**Task to complete:** Which lines mention "ERROR"? Show each one from the listing.

+++ Supplied information

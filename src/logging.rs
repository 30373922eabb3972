// src/logging.rs

//! Logging setup for `assetpipe` using `tracing` + `tracing-subscriber`.
//!
//! Priority for determining the log level:
//! 1. `--log-level` CLI flag (if provided)
//! 2. `ASSETPIPE_LOG` environment variable (e.g. "info", "debug")
//! 3. default to `info`
//!
//! Logs go to STDERR so stdout stays usable for command output.

use anyhow::Result;
use tracing_subscriber::fmt;

use crate::cli::LogLevel;

/// Initialise the global logging subscriber.
///
/// Safe to call once at startup.
pub fn init_logging(cli_level: Option<LogLevel>) -> Result<()> {
    let level = match cli_level {
        Some(lvl) => level_from_log_level(lvl),
        None => std::env::var("ASSETPIPE_LOG")
            .ok()
            .and_then(|s| parse_level_str(&s))
            .unwrap_or(tracing::Level::INFO),
    };

    fmt()
        .with_max_level(level)
        .with_target(true)
        .with_thread_ids(false)
        .with_thread_names(false)
        .with_writer(std::io::stderr)
        .init();

    Ok(())
}

fn level_from_log_level(lvl: LogLevel) -> tracing::Level {
    match lvl {
        LogLevel::Error => tracing::Level::ERROR,
        LogLevel::Warn => tracing::Level::WARN,
        LogLevel::Info => tracing::Level::INFO,
        LogLevel::Debug => tracing::Level::DEBUG,
        LogLevel::Trace => tracing::Level::TRACE,
    }
}

fn parse_level_str(s: &str) -> Option<tracing::Level> {
    match s.trim().to_lowercase().as_str() {
        "error" => Some(tracing::Level::ERROR),
        "warn" | "warning" => Some(tracing::Level::WARN),
        "info" => Some(tracing::Level::INFO),
        "debug" => Some(tracing::Level::DEBUG),
        "trace" => Some(tracing::Level::TRACE),
        _ => None,
    }
}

++++++

**Output for this exercise:**
        LogLevel::Error => tracing::Level::ERROR,
        "error" => Some(tracing::Level::ERROR),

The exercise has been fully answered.